[Records contained in a dataset]
..........
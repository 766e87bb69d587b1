//! Output Generation
//!
//! Snapshot generation and run summaries.

pub mod snapshot;
pub mod summary;

pub use snapshot::*;
pub use summary::*;
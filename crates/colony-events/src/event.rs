//! Event Types
//!
//! Events emitted by the scheduler for the display layer. The scheduler never
//! reads these back; they are an append-only record of what happened.

use serde::{Deserialize, Serialize};

use crate::MarsClock;

/// Generates an event ID with the given sequence number.
pub fn generate_event_id(sequence: u64) -> String {
    format!("evt_{:08}", sequence)
}

/// What happened.
#[derive(Debug, Clone, PartialEq, Serialize, Deserialize)]
#[serde(tag = "event_type", rename_all = "snake_case")]
pub enum EventKind {
    /// An agent started a task
    TaskStarted { task: String },
    /// An agent's task finished or was abandoned
    TaskEnded { task: String },
    /// A new mission was created by its first member
    MissionStarted { mission_id: String, mission: String },
    /// An agent joined an existing mission
    MissionJoined { mission_id: String },
    /// A mission moved to a new phase
    MissionPhaseChanged {
        mission_id: String,
        from: String,
        to: String,
    },
    /// A member left the roster (capacity trim, incapacity, ...)
    MemberRemoved { mission_id: String, reason: String },
    /// A mission ended and released its assets
    MissionEnded { mission_id: String, reason: String },
    /// A stochastic accident damaged an entity
    Accident { entity: String, activity: String },
}

impl EventKind {
    /// Short snake_case name of the event kind.
    pub fn name(&self) -> &'static str {
        match self {
            EventKind::TaskStarted { .. } => "task_started",
            EventKind::TaskEnded { .. } => "task_ended",
            EventKind::MissionStarted { .. } => "mission_started",
            EventKind::MissionJoined { .. } => "mission_joined",
            EventKind::MissionPhaseChanged { .. } => "mission_phase_changed",
            EventKind::MemberRemoved { .. } => "member_removed",
            EventKind::MissionEnded { .. } => "mission_ended",
            EventKind::Accident { .. } => "accident",
        }
    }

    /// Returns true for mission lifecycle events.
    pub fn is_mission_event(&self) -> bool {
        matches!(
            self,
            EventKind::MissionStarted { .. }
                | EventKind::MissionJoined { .. }
                | EventKind::MissionPhaseChanged { .. }
                | EventKind::MemberRemoved { .. }
                | EventKind::MissionEnded { .. }
        )
    }
}

/// A single recorded event.
#[derive(Debug, Clone, PartialEq, Serialize, Deserialize)]
pub struct SimEvent {
    /// Sequence identifier, assigned when the event is drained from a tick
    #[serde(default)]
    pub event_id: String,
    pub timestamp: MarsClock,
    /// Agent the event is about, if any
    #[serde(default, skip_serializing_if = "Option::is_none")]
    pub agent_id: Option<String>,
    #[serde(flatten)]
    pub kind: EventKind,
}

impl SimEvent {
    pub fn new(timestamp: MarsClock, kind: EventKind) -> Self {
        Self {
            event_id: String::new(),
            timestamp,
            agent_id: None,
            kind,
        }
    }

    pub fn with_agent(mut self, agent_id: impl Into<String>) -> Self {
        self.agent_id = Some(agent_id.into());
        self
    }

    pub fn with_id(mut self, event_id: impl Into<String>) -> Self {
        self.event_id = event_id.into();
        self
    }
}

#[cfg(test)]
mod tests {
    use super::*;

    #[test]
    fn test_event_id_format() {
        assert_eq!(generate_event_id(42), "evt_00000042");
    }

    #[test]
    fn test_event_serializes_flat() {
        let event = SimEvent::new(
            MarsClock::new(3, 120.0),
            EventKind::MissionPhaseChanged {
                mission_id: "00-001".into(),
                from: "Embarking".into(),
                to: "Traveling to site 1".into(),
            },
        )
        .with_agent("agent_0002")
        .with_id(generate_event_id(7));

        let json: serde_json::Value = serde_json::to_value(&event).unwrap();
        assert_eq!(json["event_type"], "mission_phase_changed");
        assert_eq!(json["mission_id"], "00-001");
        assert_eq!(json["agent_id"], "agent_0002");
        assert_eq!(json["timestamp"], "sol_3.msol_120.000");

        let back: SimEvent = serde_json::from_value(json).unwrap();
        assert_eq!(back, event);
    }

    #[test]
    fn test_agentless_event_omits_agent_field() {
        let event = SimEvent::new(
            MarsClock::start(),
            EventKind::MissionEnded {
                mission_id: "00-000".into(),
                reason: "completed".into(),
            },
        );
        let json = serde_json::to_string(&event).unwrap();
        assert!(!json.contains("agent_id"));
        assert!(event.kind.is_mission_event());
        assert_eq!(event.kind.name(), "mission_ended");
    }
}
..........
◆ PROMPT:
Beginning at the top of the data, please return every line until and including the line containing "released its assets", copied exactly, and nothing past it.

◆ THE COMPLETED TASK:
repository 766e87bb69d587b1
//! Output Generation
//!
//! Snapshot generation and run summaries.

pub mod snapshot;
pub mod summary;

pub use snapshot::*;
pub use summary::*;
filename crates/colony-events/src/event.rs
//! Event Types
//!
//! Events emitted by the scheduler for the display layer. The scheduler never
//! reads these back; they are an append-only record of what happened.

use serde::{Deserialize, Serialize};

use crate::MarsClock;

/// Generates an event ID with the given sequence number.
pub fn generate_event_id(sequence: u64) -> String {
    format!("evt_{:08}", sequence)
}

/// What happened.
#[derive(Debug, Clone, PartialEq, Serialize, Deserialize)]
#[serde(tag = "event_type", rename_all = "snake_case")]
pub enum EventKind {
    /// An agent started a task
    TaskStarted { task: String },
    /// An agent's task finished or was abandoned
    TaskEnded { task: String },
    /// A new mission was created by its first member
    MissionStarted { mission_id: String, mission: String },
    /// An agent joined an existing mission
    MissionJoined { mission_id: String },
    /// A mission moved to a new phase
    MissionPhaseChanged {
        mission_id: String,
        from: String,
        to: String,
    },
    /// A member left the roster (capacity trim, incapacity, ...)
    MemberRemoved { mission_id: String, reason: String },
    /// A mission ended and released its assets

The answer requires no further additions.